ASSIGNED TASK ▸
An exact, complete copy of the entries that follow is needed.

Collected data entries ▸
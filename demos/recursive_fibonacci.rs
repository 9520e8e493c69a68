//! Recursive memoization: each Fibonacci index is computed once.
//!
//! Run with: cargo run --example recursive_fibonacci

use memokit::prelude::*;

fn main() {
    let fib = Memoized::recursive(|fib: &Memoized<u64, u128>, keys: &[u64]| {
        let n = keys[0];
        if n < 2 {
            u128::from(n)
        } else {
            fib.call(&[n - 1]) + fib.call(&[n - 2])
        }
    });

    for n in [10u64, 50, 100, 150] {
        println!("fib({n}) = {} (computed so far: {})", fib.call(&[n]), fib.computed_count());
    }

    let checked: Memoized<u64, u64, String> = Memoized::recursive_fallible(
        |fib: &Memoized<u64, u64, String>, keys: &[u64]| {
            let n = keys[0];
            if n < 2 {
                return Ok(n);
            }
            fib.try_call(&[n - 1])?
                .checked_add(fib.try_call(&[n - 2])?)
                .ok_or_else(|| format!("fib({n}) overflows u64"))
        },
    );
    match checked.try_call(&[100]) {
        Ok(v) => println!("fib(100) = {v}"),
        Err(err) => println!("error: {err}"),
    }
    println!("fib(90) = {:?}", checked.try_call(&[90]));
}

EXERCISE RESPONSE ▸
filename demos/recursive_fibonacci.rs
repository 9520e8e493c69a68
//! Recursive memoization: each Fibonacci index is computed once.
//!
//! Run with: cargo run --example recursive_fibonacci

use memokit::prelude::*;

fn main() {
    let fib = Memoized::recursive(|fib: &Memoized<u64, u128>, keys: &[u64]| {
        let n = keys[0];
        if n < 2 {
            u128::from(n)
        } else {
            fib.call(&[n - 1]) + fib.call(&[n - 2])
        }
    });

    for n in [10u64, 50, 100, 150] {
        println!("fib({n}) = {} (computed so far: {})", fib.call(&[n]), fib.computed_count());
    }

    let checked: Memoized<u64, u64, String> = Memoized::recursive_fallible(
        |fib: &Memoized<u64, u64, String>, keys: &[u64]| {
            let n = keys[0];
            if n < 2 {
                return Ok(n);
            }
            fib.try_call(&[n - 1])?
                .checked_add(fib.try_call(&[n - 2])?)
                .ok_or_else(|| format!("fib({n}) overflows u64"))
        },
    );
    match checked.try_call(&[100]) {
        Ok(v) => println!("fib(100) = {v}"),
        Err(err) => println!("error: {err}"),
    }
    println!("fib(90) = {:?}", checked.try_call(&[90]));
}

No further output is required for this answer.